▶ **Data listing**
_ _ _ _ _ _ _

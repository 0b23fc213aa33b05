//! Technical parameter of a nomenclature (length, mass, rating, ...)

use chrono::{DateTime, Utc};
use serde::{Deserialize, Serialize};

use crate::core::entity::Entity;
use crate::core::identity::{EntityId, EntityPrefix};

fn default_sequence() -> i32 {
    10
}

/// A named numeric value attached to one nomenclature
///
/// Parameters are descriptive only and never feed the cost rollup. They are
/// deleted together with their nomenclature.
#[derive(Debug, Clone, PartialEq, Serialize, Deserialize)]
pub struct Parameter {
    pub id: EntityId,

    /// Owning nomenclature
    pub nomenclature: EntityId,

    pub name: String,

    pub value: f64,

    /// Unit the value is expressed in
    #[serde(default, skip_serializing_if = "Option::is_none")]
    pub uom: Option<EntityId>,

    /// Display order among the node's parameters
    #[serde(default = "default_sequence")]
    pub sequence: i32,

    pub created: DateTime<Utc>,
}

impl Parameter {
    pub fn new(nomenclature: EntityId, name: impl Into<String>, value: f64) -> Self {
        Self {
            id: EntityId::new(Self::PREFIX),
            nomenclature,
            name: name.into(),
            value,
            uom: None,
            sequence: default_sequence(),
            created: Utc::now(),
        }
    }

    pub fn with_uom(mut self, uom: EntityId) -> Self {
        self.uom = Some(uom);
        self
    }

    pub fn with_sequence(mut self, sequence: i32) -> Self {
        self.sequence = sequence;
        self
    }
}

impl Entity for Parameter {
    const PREFIX: EntityPrefix = EntityPrefix::Par;

    fn id(&self) -> &EntityId {
        &self.id
    }

    fn label(&self) -> String {
        self.name.clone()
    }
}

#[cfg(test)]
mod tests {
    use super::*;

    #[test]
    fn test_new_parameter_defaults() {
        let node = EntityId::new(EntityPrefix::Nom);
        let param = Parameter::new(node.clone(), "Length", 810.0);
        assert!(param.id.to_string().starts_with("PAR-"));
        assert_eq!(param.nomenclature, node);
        assert_eq!(param.sequence, 10);
        assert!(param.uom.is_none());
        assert_eq!(param.label(), "Length");
    }

    #[test]
    fn test_yaml_without_optional_fields() {
        let id = EntityId::new(EntityPrefix::Par);
        let node = EntityId::new(EntityPrefix::Nom);
        let yaml = format!(
            "id: {}\nnomenclature: {}\nname: Mass\nvalue: 1.5\ncreated: 2024-01-01T00:00:00Z\n",
            id, node
        );
        let param: Parameter = serde_yml::from_str(&yaml).unwrap();
        assert_eq!(param.sequence, 10);
        assert_eq!(param.value, 1.5);
    }
}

_ _ _ _ _ _ _

▶ **Exercise objective**
Your job is to reproduce the data in full, with every line intact.

▶ **Task answer**
repository 0b23fc213aa33b05
//! Technical parameter of a nomenclature (length, mass, rating, ...)

use chrono::{DateTime, Utc};
use serde::{Deserialize, Serialize};

use crate::core::entity::Entity;
use crate::core::identity::{EntityId, EntityPrefix};

fn default_sequence() -> i32 {
    10
}

/// A named numeric value attached to one nomenclature
///
/// Parameters are descriptive only and never feed the cost rollup. They are
/// deleted together with their nomenclature.
#[derive(Debug, Clone, PartialEq, Serialize, Deserialize)]
pub struct Parameter {
    pub id: EntityId,

    /// Owning nomenclature
    pub nomenclature: EntityId,

    pub name: String,

    pub value: f64,

    /// Unit the value is expressed in
    #[serde(default, skip_serializing_if = "Option::is_none")]
    pub uom: Option<EntityId>,

    /// Display order among the node's parameters
    #[serde(default = "default_sequence")]
    pub sequence: i32,

    pub created: DateTime<Utc>,
}

impl Parameter {
    pub fn new(nomenclature: EntityId, name: impl Into<String>, value: f64) -> Self {
        Self {
            id: EntityId::new(Self::PREFIX),
            nomenclature,
            name: name.into(),
            value,
            uom: None,
            sequence: default_sequence(),
            created: Utc::now(),
        }
    }

    pub fn with_uom(mut self, uom: EntityId) -> Self {
        self.uom = Some(uom);
        self
    }

    pub fn with_sequence(mut self, sequence: i32) -> Self {
        self.sequence = sequence;
        self
    }
}

impl Entity for Parameter {
    const PREFIX: EntityPrefix = EntityPrefix::Par;

    fn id(&self) -> &EntityId {
        &self.id
    }

    fn label(&self) -> String {
        self.name.clone()
    }
}

#[cfg(test)]
mod tests {
    use super::*;

    #[test]
    fn test_new_parameter_defaults() {
        let node = EntityId::new(EntityPrefix::Nom);
        let param = Parameter::new(node.clone(), "Length", 810.0);
        assert!(param.id.to_string().starts_with("PAR-"));
        assert_eq!(param.nomenclature, node);
        assert_eq!(param.sequence, 10);
        assert!(param.uom.is_none());
        assert_eq!(param.label(), "Length");
    }

    #[test]
    fn test_yaml_without_optional_fields() {
        let id = EntityId::new(EntityPrefix::Par);
        let node = EntityId::new(EntityPrefix::Nom);
        let yaml = format!(
            "id: {}\nnomenclature: {}\nname: Mass\nvalue: 1.5\ncreated: 2024-01-01T00:00:00Z\n",
            id, node
        );
        let param: Parameter = serde_yml::from_str(&yaml).unwrap();
        assert_eq!(param.sequence, 10);
        assert_eq!(param.value, 1.5);
    }
}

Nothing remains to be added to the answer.